__Material to process__.
————————

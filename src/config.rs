use std::path::PathBuf;
use std::time::Duration;

use serde::Deserialize;

/// 受限环境（如云端容器）下的批次大小
pub const CONSTRAINED_BATCH_SIZE: usize = 50;
/// 默认批次大小
pub const DEFAULT_BATCH_SIZE: usize = 450;
/// 并行会话数的硬上限
pub const MAX_PARALLEL_SESSIONS_CAP: usize = 4;

/// 根据运行环境选择批次大小
pub fn batch_size_for_environment(constrained: bool) -> usize {
    if constrained {
        CONSTRAINED_BATCH_SIZE
    } else {
        DEFAULT_BATCH_SIZE
    }
}

/// 程序配置
#[derive(Clone, Debug)]
pub struct Config {
    /// 每个浏览器会话处理的编码数量
    pub batch_size: usize,
    /// 同时运行的浏览器会话数（1 = 严格顺序）
    pub max_parallel_sessions: usize,
    /// 是否无头运行浏览器（false 仅用于本地调试）
    pub headless: bool,
    /// 浏览器可执行文件路径，None 时自动查找
    pub chrome_executable: Option<PathBuf>,
    /// 下载文件存放目录
    pub download_dir: PathBuf,
    /// 结果文件存放目录
    pub output_dir: PathBuf,
    /// 报表样式覆盖文件（TOML）
    pub report_layout_file: Option<PathBuf>,
    /// 是否显示详细日志
    pub verbose_logging: bool,
    // --- 数据源 ---
    pub credentials: Credentials,
    pub portal: PortalConfig,
    pub timings: Timings,
    // --- 合并 ---
    pub merge: MergeConfig,
}

/// 数据源登录凭据
#[derive(Clone)]
pub struct Credentials {
    pub username: String,
    pub password: String,
}

impl std::fmt::Debug for Credentials {
    fn fmt(&self, f: &mut std::fmt::Formatter<'_>) -> std::fmt::Result {
        f.debug_struct("Credentials")
            .field("username", &self.username)
            .field("password", &"***")
            .finish()
    }
}

/// 数据源页面地址与选择器
#[derive(Clone, Debug)]
pub struct PortalConfig {
    pub login_url: String,
    /// 登录失败时 URL 中仍包含的片段
    pub login_marker: String,
    pub report_url: String,
    pub username_selector: String,
    pub password_selector: String,
    pub login_button_selector: String,
    pub code_field_selector: String,
    pub generate_button_selector: String,
    /// 导出按钮的候选选择器，按顺序尝试
    pub export_selectors: Vec<String>,
    /// 导出按钮的链接文本
    pub export_link_text: String,
    pub overlay_selector: String,
    /// 每次导出下载的固定文件名
    pub export_file_name: String,
}

impl Default for PortalConfig {
    fn default() -> Self {
        Self {
            login_url: "https://tradewatch.pl/login.jsf".to_string(),
            login_marker: "login.jsf".to_string(),
            report_url: "https://tradewatch.pl/report/ean-price-report.jsf".to_string(),
            username_selector: "input[name='j_username']".to_string(),
            password_selector: "input[name='j_password']".to_string(),
            login_button_selector: "[name='btnLogin']".to_string(),
            code_field_selector: "#eansPhrase".to_string(),
            generate_button_selector: "#j_idt703".to_string(),
            export_selectors: vec![
                "a.icon-excel".to_string(),
                "a[onclick*='j_idt133']".to_string(),
            ],
            export_link_text: "Eksport do XLS".to_string(),
            overlay_selector: ".ui-widget-overlay".to_string(),
            export_file_name: "TradeWatch - raport konkurencji.xlsx".to_string(),
        }
    }
}

/// 各轮询等待的间隔与上限
#[derive(Clone, Debug)]
pub struct Timings {
    /// 提交登录后的等待
    pub login_settle: Duration,
    /// 页面跳转后的等待
    pub page_settle: Duration,
    /// 等待元素出现的上限
    pub element_timeout: Duration,
    /// 每个交互步骤之间的短暂停顿
    pub action_pause: Duration,
    /// 点击生成后的固定等待（数据源没有完成信号）
    pub generation_settle: Duration,
    /// 下载轮询间隔
    pub download_poll: Duration,
    /// 下载等待上限
    pub download_timeout: Duration,
    /// 判断文件大小稳定的间隔
    pub download_settle: Duration,
}

impl Default for Timings {
    fn default() -> Self {
        Self {
            login_settle: Duration::from_secs(3),
            page_settle: Duration::from_secs(3),
            element_timeout: Duration::from_secs(15),
            action_pause: Duration::from_millis(300),
            generation_settle: Duration::from_secs(8),
            download_poll: Duration::from_secs(2),
            download_timeout: Duration::from_secs(60),
            download_settle: Duration::from_secs(3),
        }
    }
}

/// 合并配置
#[derive(Clone, Debug, Deserialize)]
#[serde(default)]
pub struct MergeConfig {
    /// 采集文件中的编码列名
    pub acquired_code_column: String,
    /// 用户文件中的价格列名
    pub price_column: String,
    /// 用于生成商品链接的编号列（按顺序查找）
    pub link_number_columns: Vec<String>,
    pub link_base_url: String,
    pub product_link_base_url: String,
    /// 输出列顺序，未列出的列会被丢弃
    pub column_order: Vec<String>,
}

impl Default for MergeConfig {
    fn default() -> Self {
        Self {
            acquired_code_column: "EAN".to_string(),
            price_column: "Price".to_string(),
            link_number_columns: ["Link.1", "Link", "link", "LINK"]
                .iter()
                .map(|s| s.to_string())
                .collect(),
            link_base_url: "https://allegro.pl/oferta/".to_string(),
            product_link_base_url: "https://api.qogita.com/variants/link/".to_string(),
            column_order: [
                "Lp",
                "EAN",
                "Price",
                "Price PL",
                "Cena min.",
                "Profit",
                "ROI",
                "Link",
                "Top oferta",
                "Dost. szt.",
                "Ilość aukcji",
                "Transakcje (30 dni)",
                "Product Link",
            ]
            .iter()
            .map(|s| s.to_string())
            .collect(),
        }
    }
}

impl Default for Config {
    fn default() -> Self {
        Self {
            batch_size: DEFAULT_BATCH_SIZE,
            max_parallel_sessions: 1,
            headless: true,
            chrome_executable: None,
            download_dir: PathBuf::from("downloads"),
            output_dir: PathBuf::from("output"),
            report_layout_file: None,
            verbose_logging: false,
            credentials: Credentials {
                username: String::new(),
                password: String::new(),
            },
            portal: PortalConfig::default(),
            timings: Timings::default(),
            merge: MergeConfig::default(),
        }
    }
}

impl Config {
    pub fn from_env() -> Self {
        let default = Self::default();
        let constrained = env_parse("CONSTRAINED_ENV").unwrap_or(false);
        Self {
            batch_size: env_parse("BATCH_SIZE")
                .filter(|n: &usize| *n > 0)
                .unwrap_or_else(|| batch_size_for_environment(constrained)),
            max_parallel_sessions: env_parse("MAX_PARALLEL_SESSIONS")
                .unwrap_or(default.max_parallel_sessions)
                .clamp(1, MAX_PARALLEL_SESSIONS_CAP),
            headless: env_parse("HEADLESS").unwrap_or(default.headless),
            chrome_executable: std::env::var("CHROME_EXECUTABLE").ok().map(PathBuf::from),
            download_dir: std::env::var("DOWNLOAD_DIR").map(PathBuf::from).unwrap_or(default.download_dir),
            output_dir: std::env::var("OUTPUT_DIR").map(PathBuf::from).unwrap_or(default.output_dir),
            report_layout_file: std::env::var("REPORT_LAYOUT_FILE").ok().map(PathBuf::from),
            verbose_logging: env_parse("VERBOSE_LOGGING").unwrap_or(default.verbose_logging),
            credentials: Credentials {
                username: std::env::var("PORTAL_USERNAME").unwrap_or(default.credentials.username),
                password: std::env::var("PORTAL_PASSWORD").unwrap_or(default.credentials.password),
            },
            portal: default.portal,
            timings: default.timings,
            merge: default.merge,
        }
    }
}

fn env_parse<T: std::str::FromStr>(name: &str) -> Option<T> {
    std::env::var(name).ok().and_then(|v| v.trim().parse().ok())
}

————————

__Description of the task__. Set down the entries again, exactly as they stand above.

__Result for this exercise__.
filename src/config.rs
use std::path::PathBuf;
use std::time::Duration;

use serde::Deserialize;

/// 受限环境（如云端容器）下的批次大小
pub const CONSTRAINED_BATCH_SIZE: usize = 50;
/// 默认批次大小
pub const DEFAULT_BATCH_SIZE: usize = 450;
/// 并行会话数的硬上限
pub const MAX_PARALLEL_SESSIONS_CAP: usize = 4;

/// 根据运行环境选择批次大小
pub fn batch_size_for_environment(constrained: bool) -> usize {
    if constrained {
        CONSTRAINED_BATCH_SIZE
    } else {
        DEFAULT_BATCH_SIZE
    }
}

/// 程序配置
#[derive(Clone, Debug)]
pub struct Config {
    /// 每个浏览器会话处理的编码数量
    pub batch_size: usize,
    /// 同时运行的浏览器会话数（1 = 严格顺序）
    pub max_parallel_sessions: usize,
    /// 是否无头运行浏览器（false 仅用于本地调试）
    pub headless: bool,
    /// 浏览器可执行文件路径，None 时自动查找
    pub chrome_executable: Option<PathBuf>,
    /// 下载文件存放目录
    pub download_dir: PathBuf,
    /// 结果文件存放目录
    pub output_dir: PathBuf,
    /// 报表样式覆盖文件（TOML）
    pub report_layout_file: Option<PathBuf>,
    /// 是否显示详细日志
    pub verbose_logging: bool,
    // --- 数据源 ---
    pub credentials: Credentials,
    pub portal: PortalConfig,
    pub timings: Timings,
    // --- 合并 ---
    pub merge: MergeConfig,
}

/// 数据源登录凭据
#[derive(Clone)]
pub struct Credentials {
    pub username: String,
    pub password: String,
}

impl std::fmt::Debug for Credentials {
    fn fmt(&self, f: &mut std::fmt::Formatter<'_>) -> std::fmt::Result {
        f.debug_struct("Credentials")
            .field("username", &self.username)
            .field("password", &"***")
            .finish()
    }
}

/// 数据源页面地址与选择器
#[derive(Clone, Debug)]
pub struct PortalConfig {
    pub login_url: String,
    /// 登录失败时 URL 中仍包含的片段
    pub login_marker: String,
    pub report_url: String,
    pub username_selector: String,
    pub password_selector: String,
    pub login_button_selector: String,
    pub code_field_selector: String,
    pub generate_button_selector: String,
    /// 导出按钮的候选选择器，按顺序尝试
    pub export_selectors: Vec<String>,
    /// 导出按钮的链接文本
    pub export_link_text: String,
    pub overlay_selector: String,
    /// 每次导出下载的固定文件名
    pub export_file_name: String,
}

impl Default for PortalConfig {
    fn default() -> Self {
        Self {
            login_url: "https://tradewatch.pl/login.jsf".to_string(),
            login_marker: "login.jsf".to_string(),
            report_url: "https://tradewatch.pl/report/ean-price-report.jsf".to_string(),
            username_selector: "input[name='j_username']".to_string(),
            password_selector: "input[name='j_password']".to_string(),
            login_button_selector: "[name='btnLogin']".to_string(),
            code_field_selector: "#eansPhrase".to_string(),
            generate_button_selector: "#j_idt703".to_string(),
            export_selectors: vec![
                "a.icon-excel".to_string(),
                "a[onclick*='j_idt133']".to_string(),
            ],
            export_link_text: "Eksport do XLS".to_string(),
            overlay_selector: ".ui-widget-overlay".to_string(),
            export_file_name: "TradeWatch - raport konkurencji.xlsx".to_string(),
        }
    }
}

/// 各轮询等待的间隔与上限
#[derive(Clone, Debug)]
pub struct Timings {
    /// 提交登录后的等待
    pub login_settle: Duration,
    /// 页面跳转后的等待
    pub page_settle: Duration,
    /// 等待元素出现的上限
    pub element_timeout: Duration,
    /// 每个交互步骤之间的短暂停顿
    pub action_pause: Duration,
    /// 点击生成后的固定等待（数据源没有完成信号）
    pub generation_settle: Duration,
    /// 下载轮询间隔
    pub download_poll: Duration,
    /// 下载等待上限
    pub download_timeout: Duration,
    /// 判断文件大小稳定的间隔
    pub download_settle: Duration,
}

impl Default for Timings {
    fn default() -> Self {
        Self {
            login_settle: Duration::from_secs(3),
            page_settle: Duration::from_secs(3),
            element_timeout: Duration::from_secs(15),
            action_pause: Duration::from_millis(300),
            generation_settle: Duration::from_secs(8),
            download_poll: Duration::from_secs(2),
            download_timeout: Duration::from_secs(60),
            download_settle: Duration::from_secs(3),
        }
    }
}

/// 合并配置
#[derive(Clone, Debug, Deserialize)]
#[serde(default)]
pub struct MergeConfig {
    /// 采集文件中的编码列名
    pub acquired_code_column: String,
    /// 用户文件中的价格列名
    pub price_column: String,
    /// 用于生成商品链接的编号列（按顺序查找）
    pub link_number_columns: Vec<String>,
    pub link_base_url: String,
    pub product_link_base_url: String,
    /// 输出列顺序，未列出的列会被丢弃
    pub column_order: Vec<String>,
}

impl Default for MergeConfig {
    fn default() -> Self {
        Self {
            acquired_code_column: "EAN".to_string(),
            price_column: "Price".to_string(),
            link_number_columns: ["Link.1", "Link", "link", "LINK"]
                .iter()
                .map(|s| s.to_string())
                .collect(),
            link_base_url: "https://allegro.pl/oferta/".to_string(),
            product_link_base_url: "https://api.qogita.com/variants/link/".to_string(),
            column_order: [
                "Lp",
                "EAN",
                "Price",
                "Price PL",
                "Cena min.",
                "Profit",
                "ROI",
                "Link",
                "Top oferta",
                "Dost. szt.",
                "Ilość aukcji",
                "Transakcje (30 dni)",
                "Product Link",
            ]
            .iter()
            .map(|s| s.to_string())
            .collect(),
        }
    }
}

impl Default for Config {
    fn default() -> Self {
        Self {
            batch_size: DEFAULT_BATCH_SIZE,
            max_parallel_sessions: 1,
            headless: true,
            chrome_executable: None,
            download_dir: PathBuf::from("downloads"),
            output_dir: PathBuf::from("output"),
            report_layout_file: None,
            verbose_logging: false,
            credentials: Credentials {
                username: String::new(),
                password: String::new(),
            },
            portal: PortalConfig::default(),
            timings: Timings::default(),
            merge: MergeConfig::default(),
        }
    }
}

impl Config {
    pub fn from_env() -> Self {
        let default = Self::default();
        let constrained = env_parse("CONSTRAINED_ENV").unwrap_or(false);
        Self {
            batch_size: env_parse("BATCH_SIZE")
                .filter(|n: &usize| *n > 0)
                .unwrap_or_else(|| batch_size_for_environment(constrained)),
            max_parallel_sessions: env_parse("MAX_PARALLEL_SESSIONS")
                .unwrap_or(default.max_parallel_sessions)
                .clamp(1, MAX_PARALLEL_SESSIONS_CAP),
            headless: env_parse("HEADLESS").unwrap_or(default.headless),
            chrome_executable: std::env::var("CHROME_EXECUTABLE").ok().map(PathBuf::from),
            download_dir: std::env::var("DOWNLOAD_DIR").map(PathBuf::from).unwrap_or(default.download_dir),
            output_dir: std::env::var("OUTPUT_DIR").map(PathBuf::from).unwrap_or(default.output_dir),
            report_layout_file: std::env::var("REPORT_LAYOUT_FILE").ok().map(PathBuf::from),
            verbose_logging: env_parse("VERBOSE_LOGGING").unwrap_or(default.verbose_logging),
            credentials: Credentials {
                username: std::env::var("PORTAL_USERNAME").unwrap_or(default.credentials.username),
                password: std::env::var("PORTAL_PASSWORD").unwrap_or(default.credentials.password),
            },
            portal: default.portal,
            timings: default.timings,
            merge: default.merge,
        }
    }
}

fn env_parse<T: std::str::FromStr>(name: &str) -> Option<T> {
    std::env::var(name).ok().and_then(|v| v.trim().parse().ok())
}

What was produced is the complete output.